Haugh “probably knows more about competition in the cyber domain than anybody. He’s well known at the highest levels of government,” Gen. David Goldfein, chief of staff of the Air Force, told reporters en route from the ceremony in San Antonio. He noted during the ceremony that Haugh is “the perfect choice to advance our Air Force and strengthen our nation’s capabilities.”
That sentiment was echoed by other leaders.
“I believe that the history books will record the time that Gen. Haugh was leading the Cyber National Mission Force as when it was relevant and put on the map,” Vice Adm. Ross Myers, deputy commander of Cyber Command, said during the ceremony. “That will be the time in which we, you, the men and women of the Cyber National Mission Force, were contenders and all the adversaries took note.”
Goldfein also noted that as chief, it is his job to ensure that the chief of staff in 2030 has what they need to say with confidence that if they go to war with a peer adversary, they’ll win.
“They’ll go to war with the Air Force built by chief 21,” Goldfein, the 21st chief of staff, said. “Today’s ceremony is a significant contribution to this moral obligation; ensuring we continue to fly, fight and win in air, space and cyberspace, now and into the future.”

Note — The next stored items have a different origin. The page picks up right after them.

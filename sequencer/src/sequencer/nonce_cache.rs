// (c) Cartesi and individual authors (see AUTHORS)
// SPDX-License-Identifier: Apache-2.0 (see LICENSE)

use std::num::NonZeroUsize;

use alloy_primitives::{Address, B256};
use lru::LruCache;
use rollup_core::application::StateView;
use rollup_core::block::{BlockContext, BlockHeader, BuildToken};

#[derive(Debug, Clone, Copy, Default, PartialEq, Eq)]
pub(crate) struct NonceCacheStats {
    pub hits: u64,
    pub misses: u64,
    pub resets: u64,
}

/// Next expected nonce per address, valid for exactly one chain position.
///
/// Entries describe the state after block `anchor`, or, while a block is being built, the
/// state inside the build identified by `dirty`. Any lookup from another position resets
/// the cache first.
pub(crate) struct NonceCache {
    entries: Option<LruCache<Address, u64>>,
    anchor: B256,
    dirty: Option<BuildToken>,
    stats: NonceCacheStats,
}

impl NonceCache {
    pub fn new(size: usize) -> Self {
        Self {
            entries: NonZeroUsize::new(size).map(LruCache::new),
            anchor: B256::ZERO,
            dirty: None,
            stats: NonceCacheStats::default(),
        }
    }

    pub fn caching(&self) -> bool {
        self.entries.is_some()
    }

    /// Nonce of `address` as seen from the child of `parent_hash`, or from inside the build
    /// `token` when one is given.
    pub fn get(
        &mut self,
        parent_hash: B256,
        token: Option<BuildToken>,
        state: &dyn StateView,
        address: Address,
    ) -> u64 {
        if !self.matches(parent_hash, token) {
            self.reset(parent_hash);
        }
        let Some(entries) = self.entries.as_mut() else {
            return state.nonce(address);
        };
        if let Some(nonce) = entries.get(&address) {
            self.stats.hits += 1;
            return *nonce;
        }
        self.stats.misses += 1;
        let nonce = state.nonce(address);
        entries.put(address, nonce);
        nonce
    }

    /// Records `nonce` as produced inside the build `ctx`.
    pub fn update(&mut self, ctx: &BlockContext, address: Address, nonce: u64) {
        if self.entries.is_none() {
            return;
        }
        if !self.matches(ctx.parent_hash, Some(ctx.token)) {
            self.reset(ctx.parent_hash);
        }
        self.dirty = Some(ctx.token);
        if let Some(entries) = self.entries.as_mut() {
            entries.put(address, nonce);
        }
    }

    /// Promotes the dirty entries once `block` is committed.
    pub fn finalize(&mut self, block: &BlockHeader) {
        if self.anchor == block.parent_hash {
            self.anchor = block.hash;
            self.dirty = None;
        } else {
            self.reset(block.hash);
        }
    }

    /// Drops whatever a previous, uncommitted build left behind.
    pub fn begin_new_block(&mut self) {
        if self.dirty.is_some() {
            self.reset(B256::ZERO);
        }
    }

    pub fn reset(&mut self, anchor: B256) {
        if let Some(entries) = self.entries.as_mut() {
            entries.clear();
        }
        self.anchor = anchor;
        self.dirty = None;
        self.stats.resets += 1;
    }

    pub fn resize(&mut self, size: usize) {
        match (NonZeroUsize::new(size), self.entries.as_mut()) {
            (None, _) => self.entries = None,
            (Some(size), Some(entries)) => entries.resize(size),
            (Some(size), None) => {
                // Nothing cached while disabled, so the cache starts empty at the same anchor.
                self.entries = Some(LruCache::new(size));
                self.dirty = None;
            }
        }
    }

    pub fn take_stats(&mut self) -> NonceCacheStats {
        std::mem::take(&mut self.stats)
    }

    fn matches(&self, parent_hash: B256, token: Option<BuildToken>) -> bool {
        match self.dirty {
            Some(dirty) => token == Some(dirty),
            None => self.anchor == parent_hash,
        }
    }
}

Integration and competition
The new entity will consolidate a series of disciplines — to include ISR wings, cyber wings, weather wings and reconnaissance wings encompassing unmanned assets like the RQ-4 Global Hawk, U-2 spy plane and Distributed Common Ground System — to provide a more integrated and synchronized information warfare capability.
“By combining the disciplines of cyber operations, ISR, electronic warfare, information operations, under a single command, we’ll remove walls and stovepipes,” Goldfein said.

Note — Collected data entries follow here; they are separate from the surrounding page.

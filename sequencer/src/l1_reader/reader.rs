// (c) Cartesi and individual authors (see AUTHORS)
// SPDX-License-Identifier: Apache-2.0 (see LICENSE)

use std::sync::Arc;
use std::sync::atomic::{AtomicBool, Ordering};
use std::thread;
use std::time::Duration;

use alloy::eips::BlockNumberOrTag::Latest;
use alloy::providers::{DynProvider, Provider, ProviderBuilder};
use tokio::runtime::Builder;
use tokio::sync::watch;
use tracing::debug;

#[derive(Debug, Clone)]
pub struct HeaderReaderConfig {
    /// RPC URL of a parent chain node.
    pub rpc_url: String,
    pub poll_interval: Duration,
}

#[derive(Debug, thiserror::Error)]
pub enum HeaderReaderError {
    #[error("provider/transport: {0}")]
    Provider(String),
}

/// The parts of a parent chain header the sequencer needs.
#[derive(Debug, Clone, Copy, Default, PartialEq, Eq)]
pub struct ParentChainHeader {
    pub number: u64,
    pub timestamp: u64,
}

impl ParentChainHeader {
    /// Newer timestamps win; at equal timestamps the higher block does.
    pub fn is_newer_than(&self, other: &Self) -> bool {
        self.timestamp > other.timestamp
            || (self.timestamp == other.timestamp && self.number > other.number)
    }
}

async fn latest_header(provider: &impl Provider) -> Result<ParentChainHeader, HeaderReaderError> {
    let block = provider
        .get_block(Latest.into())
        .await
        .map_err(|e| HeaderReaderError::Provider(e.to_string()))?
        .ok_or_else(|| HeaderReaderError::Provider("get_block returned None".to_string()))?;
    Ok(ParentChainHeader {
        number: block.header.number,
        timestamp: block.header.timestamp,
    })
}

/// Stops a running `HeaderReader` thread.
#[derive(Debug, Clone)]
pub struct HeaderReaderHandle {
    stop: Arc<AtomicBool>,
}

impl HeaderReaderHandle {
    pub fn request_shutdown(&self) {
        self.stop.store(true, Ordering::Relaxed);
    }
}

pub struct HeaderReader {
    config: HeaderReaderConfig,
    latest: watch::Sender<Option<ParentChainHeader>>,
    stop: Arc<AtomicBool>,
    // Connected on the first poll and reused; dropped only when connecting fails.
    provider: Option<DynProvider>,
    connections: u64,
}

impl HeaderReader {
    pub fn new(config: HeaderReaderConfig) -> Self {
        let (latest, _) = watch::channel(None);
        Self {
            config,
            latest,
            stop: Arc::new(AtomicBool::new(false)),
            provider: None,
            connections: 0,
        }
    }

    /// `None` until the first header has been read.
    pub fn subscribe(&self) -> watch::Receiver<Option<ParentChainHeader>> {
        self.latest.subscribe()
    }

    /// Polls on a dedicated thread with its own current-thread runtime, like the other
    /// parent-chain readers.
    pub fn run_blocking(self) -> HeaderReaderHandle {
        let handle = HeaderReaderHandle {
            stop: Arc::clone(&self.stop),
        };
        thread::spawn(move || {
            let rt = Builder::new_current_thread()
                .enable_all()
                .build()
                .expect("header reader runtime");
            let mut reader = self;
            while !reader.stop.load(Ordering::Relaxed) {
                if let Err(e) = rt.block_on(reader.advance_once()) {
                    tracing::warn!(error = %e, "header reader poll failed, will retry");
                }
                thread::sleep(reader.config.poll_interval);
            }
        });
        handle
    }

    pub(crate) async fn advance_once(&mut self) -> Result<(), HeaderReaderError> {
        let provider = match self.provider.take() {
            Some(provider) => provider,
            None => {
                let provider = ProviderBuilder::new()
                    .connect(self.config.rpc_url.as_str())
                    .await
                    .map_err(|e| HeaderReaderError::Provider(e.to_string()))?
                    .erased();
                self.connections += 1;
                debug!(connections = self.connections, "connected to parent chain");
                provider
            }
        };
        let polled = latest_header(&provider).await;
        self.provider = Some(provider);
        let header = polled?;
        if self.publish(header) {
            debug!(
                number = header.number,
                timestamp = header.timestamp,
                "parent chain head"
            );
        }
        Ok(())
    }

    /// Returns whether `header` replaced the published one.
    pub(crate) fn publish(&self, header: ParentChainHeader) -> bool {
        self.latest.send_if_modified(|latest| match latest {
            Some(current) if !header.is_newer_than(current) => false,
            _ => {
                *latest = Some(header);
                true
            }
        })
    }
}
// (c) Cartesi and individual authors (see AUTHORS)
// SPDX-License-Identifier: Apache-2.0 (see LICENSE)

use std::collections::VecDeque;

use rollup_core::application::{
    ExecutionResult, SequencingHooks, StateView, TxError, make_nonce_error,
};
use rollup_core::block::BlockContext;
use rollup_core::transaction::{ConditionalOptions, Transaction};

use super::nonce_cache::NonceCache;
use super::nonce_failure_cache::NonceFailureCache;
use super::types::QueueItem;

/// Per-transaction filters the sequencer plugs into block production.
pub(crate) struct SequencerHooks<'a> {
    pub nonce_cache: &'a mut NonceCache,
    pub failures: &'a mut NonceFailureCache,
    pub retry: &'a mut VecDeque<QueueItem>,
    pub options: Vec<Option<ConditionalOptions>>,
    pub max_revert_gas_reject: u64,
}

impl SequencingHooks for SequencerHooks<'_> {
    fn discard_invalid_txs_early(&self) -> bool {
        true
    }

    fn conditional_options_for_tx(&self, index: usize) -> Option<&ConditionalOptions> {
        self.options.get(index).and_then(Option::as_ref)
    }

    fn pre_tx_filter(
        &mut self,
        ctx: &BlockContext,
        state: &dyn StateView,
        tx: &Transaction,
        options: Option<&ConditionalOptions>,
    ) -> Result<(), TxError> {
        if self.nonce_cache.caching() {
            let sender = tx.sender();
            let expected = self
                .nonce_cache
                .get(ctx.parent_hash, Some(ctx.token), state, sender);
            if let Some(err) = make_nonce_error(sender, tx.nonce(), expected) {
                return Err(TxError::Nonce(err));
            }
        }
        if let Some(options) = options {
            options
                .check(ctx.l1_block_number, ctx.timestamp, state)
                .map_err(TxError::Conditional)?;
        }
        Ok(())
    }

    fn post_tx_filter(
        &mut self,
        ctx: &BlockContext,
        _state: &dyn StateView,
        tx: &Transaction,
        intrinsic_gas: u64,
        result: &ExecutionResult,
    ) -> Result<(), TxError> {
        if result.reverted && self.max_revert_gas_reject > 0 {
            let wasted = result.used_gas.saturating_sub(intrinsic_gas);
            if wasted > self.max_revert_gas_reject {
                return Err(TxError::Reverted {
                    used_gas: result.used_gas,
                });
            }
        }

        let sender = tx.sender();
        let next_nonce = tx.nonce() + 1;
        self.nonce_cache.update(ctx, sender, next_nonce);
        if let Some(revived) = self.failures.revive(sender, next_nonce) {
            match revived.context_error() {
                Some(err) => revived.respond(Err(err)),
                None => self.retry.push_back(revived),
            }
        }
        Ok(())
    }
}
// (c) Cartesi and individual authors (see AUTHORS)
// SPDX-License-Identifier: Apache-2.0 (see LICENSE)

mod db;
mod message_log;
mod sql;

use std::collections::BTreeMap;

use alloy_primitives::Address;
use rollup_core::block::{Block, MessageResult};
use rollup_core::message::MessageWithMetadata;
use thiserror::Error;

pub use db::Storage;
pub use message_log::SqliteMessageLog;

#[derive(Debug, Error)]
pub enum StorageOpenError {
    #[error(transparent)]
    Sqlite(#[from] rusqlite::Error),
    #[error(transparent)]
    Migration(#[from] rusqlite_migration::Error),
}

/// One persisted block together with the account nonces it changed.
#[derive(Debug, Clone, PartialEq, Eq)]
pub struct StoredBlock {
    pub block: Block,
    pub nonce_changes: BTreeMap<Address, u64>,
}

/// The stored blocks from some height up, plus every account's nonce from the blocks below.
#[derive(Debug, Clone, Default, PartialEq, Eq)]
pub struct StoredChain {
    pub base_nonces: BTreeMap<Address, u64>,
    pub blocks: Vec<StoredBlock>,
}

/// One entry of the durable message log.
#[derive(Debug, Clone, PartialEq, Eq)]
pub struct LoggedMessage {
    pub index: u64,
    pub message: MessageWithMetadata,
    pub result: MessageResult,
}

During a briefing to airmen and senior leadership following the ceremony, Haugh said the separation of these disciplines across multiple organizations in the Air Force created an inability to integrate operations across multiple domains across the conflict continuum. That’s a problem the service wants to solve.
“Tight integration between units within our enterprise will be the key to rapidly generating insights. By creating these linkages, we’ll start to identify new opportunities for targeting adversaries in the information environment,” Haugh said.

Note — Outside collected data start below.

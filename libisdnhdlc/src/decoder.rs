//! Receive side: raw channel bits to HDLC frames.

use num_enum::{IntoPrimitive, TryFromPrimitive};

use super::consts::{self, fast, flags};
use super::crc;
use super::Config;


/// Reasons for dropping a received frame.
///
/// The discriminants are the status codes reported to ISDN drivers.
#[derive(Debug, Clone, Copy, PartialEq, Eq, Hash, IntoPrimitive, TryFromPrimitive)]
#[repr(u8)]
pub enum Error {
    /// Frame aborted by the sender, or too short to hold a CRC.
    Framing = 1,

    /// Frame check sequence mismatch.
    Crc = 2,

    /// Frame larger than the destination buffer.
    Length = 3,
}

impl Error {
    pub fn description(&self) -> &'static str {
        match self {
            Error::Framing => "Frame aborted or too short",
            Error::Crc => "Frame check sequence mismatch",
            Error::Length => "Frame exceeds buffer size",
        }
    }
}

impl std::fmt::Display for Error {
    fn fmt(&self, f: &mut std::fmt::Formatter<'_>) -> std::fmt::Result {
        write!(f, "{}", self.description())
    }
}

impl std::error::Error for Error {}


#[derive(Debug, Clone, Copy, PartialEq, Eq)]
pub enum Status {
    /// All input consumed, no frame completed yet.
    Continue,

    /// A good frame is in the destination buffer.
    Frame,

    FramingError,
    CrcError,
    LengthError,
}

impl Status {
    pub fn error(&self) -> Option<Error> {
        match self {
            Status::Continue | Status::Frame => None,
            Status::FramingError => Some(Error::Framing),
            Status::CrcError => Some(Error::Crc),
            Status::LengthError => Some(Error::Length),
        }
    }
}

impl From<Error> for Status {
    fn from(value: Error) -> Self {
        match value {
            Error::Framing => Status::FramingError,
            Error::Crc => Status::CrcError,
            Error::Length => Status::LengthError,
        }
    }
}


/// Result of a single [`decode`] call.
#[derive(Debug, Clone, Copy, PartialEq, Eq)]
pub struct Outcome {
    /// Number of source octets used. Anything after them has not been
    /// looked at and must be passed in again.
    pub consumed: usize,

    /// Payload length for [`Status::Frame`], number of octets buffered
    /// before the problem for errors, zero otherwise.
    pub length: usize,

    pub status: Status,
}

impl Outcome {
    fn pending(consumed: usize) -> Self {
        Self { consumed, length: 0, status: Status::Continue }
    }

    /// Payload length of a completed frame, `None` if more data is
    /// needed.
    pub fn result(&self) -> Result<Option<usize>, Error> {
        match self.status.error() {
            Some(err) => Err(err),
            None if self.status == Status::Frame => Ok(Some(self.length)),
            None => Ok(None),
        }
    }
}


#[derive(Debug, Clone, Copy, PartialEq, Eq)]
enum State {
    /// Skipping all-ones octets.
    FastIdle,

    /// Hunting for the leading zero of a flag.
    GetFlagB0,

    /// Counting the six ones of a flag.
    GetFlagB1A6,

    /// Expecting the trailing zero of a flag.
    GetFlagB7,

    GetData,

    /// Skipping octets of back-to-back flags.
    FastFlag,
}


/// Receive state of one channel.
#[derive(Debug, Clone)]
pub struct Decoder {
    config: Config,
    fast: bool,

    state: State,
    bit_shift: u8,
    ones: u8,
    data_bits: u8,
    shift_reg: u8,
    crc: u16,
    cbin: u8,
    data_received: bool,
    ff_value: u8,
    ff_bit_shift: u8,
    pos: usize,
}

impl Decoder {
    pub fn new(config: Config) -> Self {
        Self::with_fast_paths(config, true)
    }

    /// Decoder that looks at every single bit, even on idle lines or
    /// runs of flags. Produces the same results as [`Decoder::new`].
    pub fn bitwise(config: Config) -> Self {
        Self::with_fast_paths(config, false)
    }

    fn with_fast_paths(config: Config, fast: bool) -> Self {
        Self {
            config,
            fast,
            state: if fast { State::FastIdle } else { State::GetFlagB0 },
            bit_shift: 0,
            ones: 0,
            data_bits: 0,
            shift_reg: 0,
            crc: consts::crc::INIT,
            cbin: 0,
            data_received: false,
            ff_value: 0,
            ff_bit_shift: 0,
            pos: 0,
        }
    }

    pub fn config(&self) -> &Config {
        &self.config
    }

    /// Drop all state, including any partially received frame.
    pub fn reset(&mut self) {
        *self = Self::with_fast_paths(self.config, self.fast);
    }

    /// Whether a frame has started but not yet been closed.
    pub fn in_frame(&self) -> bool {
        self.state == State::GetData && self.data_received
    }

    pub fn decode(&mut self, src: &[u8], dst: &mut [u8]) -> Outcome {
        decode(self, src, dst)
    }

    fn shortcuts(&self) -> bool {
        self.fast && !self.config.adapt56
    }

    fn load(&mut self, byte: u8) {
        self.cbin = self.config.from_wire(byte);
        self.bit_shift = self.config.octet_bits();
    }

    fn step(&mut self, dst: &mut [u8]) -> Option<(Status, usize)> {
        let bit = self.cbin & 0x80 != 0;

        let event = match self.state {
            State::FastIdle => {
                self.fast_idle();
                return None;
            },
            State::FastFlag => {
                self.fast_flag();
                return None;
            },
            State::GetFlagB0 => {
                if !bit {
                    self.state = State::GetFlagB1A6;
                    self.ones = 0;
                } else {
                    self.ones = self.ones.saturating_add(1);

                    if self.shortcuts() && self.ones >= 8 && self.bit_shift == 1 {
                        self.state = State::FastIdle;
                    }
                }
                None
            },
            State::GetFlagB1A6 => {
                if bit {
                    self.ones += 1;
                    if self.ones == 6 {
                        self.state = State::GetFlagB7;
                    }
                } else {
                    self.ones = 0;
                }
                None
            },
            State::GetFlagB7 => {
                if bit {
                    // seven ones: abort or idle, start over
                    self.state = State::GetFlagB0;
                    self.ones += 1;
                } else {
                    self.open_frame();
                }
                None
            },
            State::GetData => self.data_bit(bit, dst),
        };

        self.cbin <<= 1;
        self.bit_shift -= 1;

        event
    }

    fn fast_idle(&mut self) {
        if self.cbin == flags::IDLE {
            self.bit_shift = 0;
        } else {
            self.state = State::GetFlagB0;
            self.ones = 0;
            self.bit_shift = self.config.octet_bits();
        }
    }

    fn fast_flag(&mut self) {
        if self.cbin == self.ff_value {
            self.bit_shift = 0;
        } else if self.cbin == flags::IDLE {
            self.state = State::FastIdle;
            self.bit_shift = 0;
        } else if self.ff_bit_shift == 8 {
            // previous octet ended with the leading zero and six ones
            self.state = State::GetFlagB7;
        } else {
            // replay the start of the flag in the previous octet as data
            let n = self.ff_bit_shift;

            self.shift_reg = fast::ABORT[n as usize - 1];
            self.ones = n.saturating_sub(2);
            self.data_bits = n - 1;
            self.state = State::GetData;
            self.data_received = false;
        }
    }

    fn open_frame(&mut self) {
        self.state = State::GetData;
        self.crc = consts::crc::INIT;
        self.shift_reg = 0;
        self.ones = 0;
        self.data_bits = 0;
        self.data_received = false;
        self.pos = 0;
    }

    fn data_bit(&mut self, bit: bool, dst: &mut [u8]) -> Option<(Status, usize)> {
        if bit {
            self.ones += 1;

            match self.ones {
                6 => return None,
                7 => return self.abort(),
                _ => {
                    self.shift_reg = (self.shift_reg >> 1) | 0x80;
                    self.data_bits += 1;
                },
            }
        } else {
            let ones = std::mem::replace(&mut self.ones, 0);

            match ones {
                // stuffed zero
                5 => return None,
                6 => return self.close_frame(),
                _ => {
                    self.shift_reg >>= 1;
                    self.data_bits += 1;
                },
            }
        }

        if self.data_bits < 8 {
            return None;
        }

        self.data_bits = 0;
        self.data_received = true;
        self.crc = crc::update(self.crc, self.shift_reg);

        if let Some(slot) = dst.get_mut(self.pos) {
            *slot = self.shift_reg;
            self.pos += 1;
            return None;
        }

        // too long, drop the rest of it
        let length = self.pos;

        self.pos = 0;
        self.data_received = false;
        self.state = State::GetFlagB0;
        self.ones = 0;

        Some((Status::LengthError, length))
    }

    fn abort(&mut self) -> Option<(Status, usize)> {
        let event = self.data_received.then_some((Status::FramingError, self.pos));

        self.pos = 0;
        self.data_received = false;

        if self.shortcuts() && self.cbin == fast::ABORT[self.bit_shift as usize + 1] {
            // rest of the octet is ones, too
            self.state = State::FastIdle;
            self.bit_shift = 1;
        } else {
            self.state = State::GetFlagB0;
        }

        event
    }

    fn close_frame(&mut self) -> Option<(Status, usize)> {
        let event = if self.data_received { self.check_frame() } else { None };

        self.crc = consts::crc::INIT;
        self.shift_reg = 0;
        self.data_bits = 0;
        self.data_received = false;
        self.pos = 0;

        // the closing flag may also open the next frame
        let k = self.bit_shift as usize;
        if self.shortcuts() && self.cbin == fast::FLAG[k] {
            self.ff_value = fast::FLAG_VALUE[k];
            self.ff_bit_shift = self.bit_shift;
            self.state = State::FastFlag;
            self.bit_shift = 1;
        } else {
            self.state = State::GetData;
        }

        event
    }

    fn check_frame(&self) -> Option<(Status, usize)> {
        if self.pos < 2 {
            return Some((Status::FramingError, self.pos));
        }

        if self.crc != consts::crc::RESIDUE {
            return Some((Status::CrcError, self.pos));
        }

        match self.pos - 2 {
            0 => {
                tracing::trace!("skipping empty frame");
                None
            },
            n => Some((Status::Frame, n)),
        }
    }
}


/// Run raw channel octets through the receiver.
///
/// Stops after the first completed frame or error, or once `src` is
/// exhausted. Received octets are written to `dst`, which must be the
/// same buffer for all calls making up one frame and must have room for
/// the payload plus the two CRC octets. A completed frame's payload is
/// `dst[..outcome.length]` and has to be taken out before the next call.
pub fn decode(dec: &mut Decoder, src: &[u8], dst: &mut [u8]) -> Outcome {
    let mut consumed = 0;

    loop {
        if dec.bit_shift == 0 {
            let Some(&byte) = src.get(consumed) else {
                return Outcome::pending(consumed);
            };

            consumed += 1;
            dec.load(byte);
        }

        if let Some((status, length)) = dec.step(dst) {
            return Outcome { consumed, length, status };
        }
    }
}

The organization will include information warfare cells that will provide integrated capabilities for air components at combatant commands as well as within the Joint Force Headquarters-Cyber, which sits beneath Cyber Command and conducts cyber operations for European Command, Transportation Command and Strategic Command.
What was not immediately clear, however, is how cyber will be integrated into the information warfare cells for air components across other combatant commands because other service Joint Force Headquarters-Cybers are responsible for conducting cyber operations at the other combatant commands.
One of the ultimate goals for the new organization will be to better prepare the service, and by extension, the joint force, in the so-called “competition phase” below the threshold of armed conflict every day.
Goldfein explained that of the National Defense Strategy’s three directives — compete, deter and win in conflict — the “compete” portion is the most immature.
“How do we build a force that is not only capable of winning and deterring but also engaged in this below the level of armed conflict competition every day,” Goldfein told reporters.
He said that the Joint Chiefs have begun to walk away from describing phases of a campaign.
“We used to say classic phase 0, now we’re phase 1, phase 2, but when we dug into it an important question we asked was ‘alright so where’s Putin right now in terms of his phase in cyber and where are we,’” he said. “The discussion of phases in the competitive space actually is unhelpful. So what you need to do is to understand where the competition is and be able to engage.”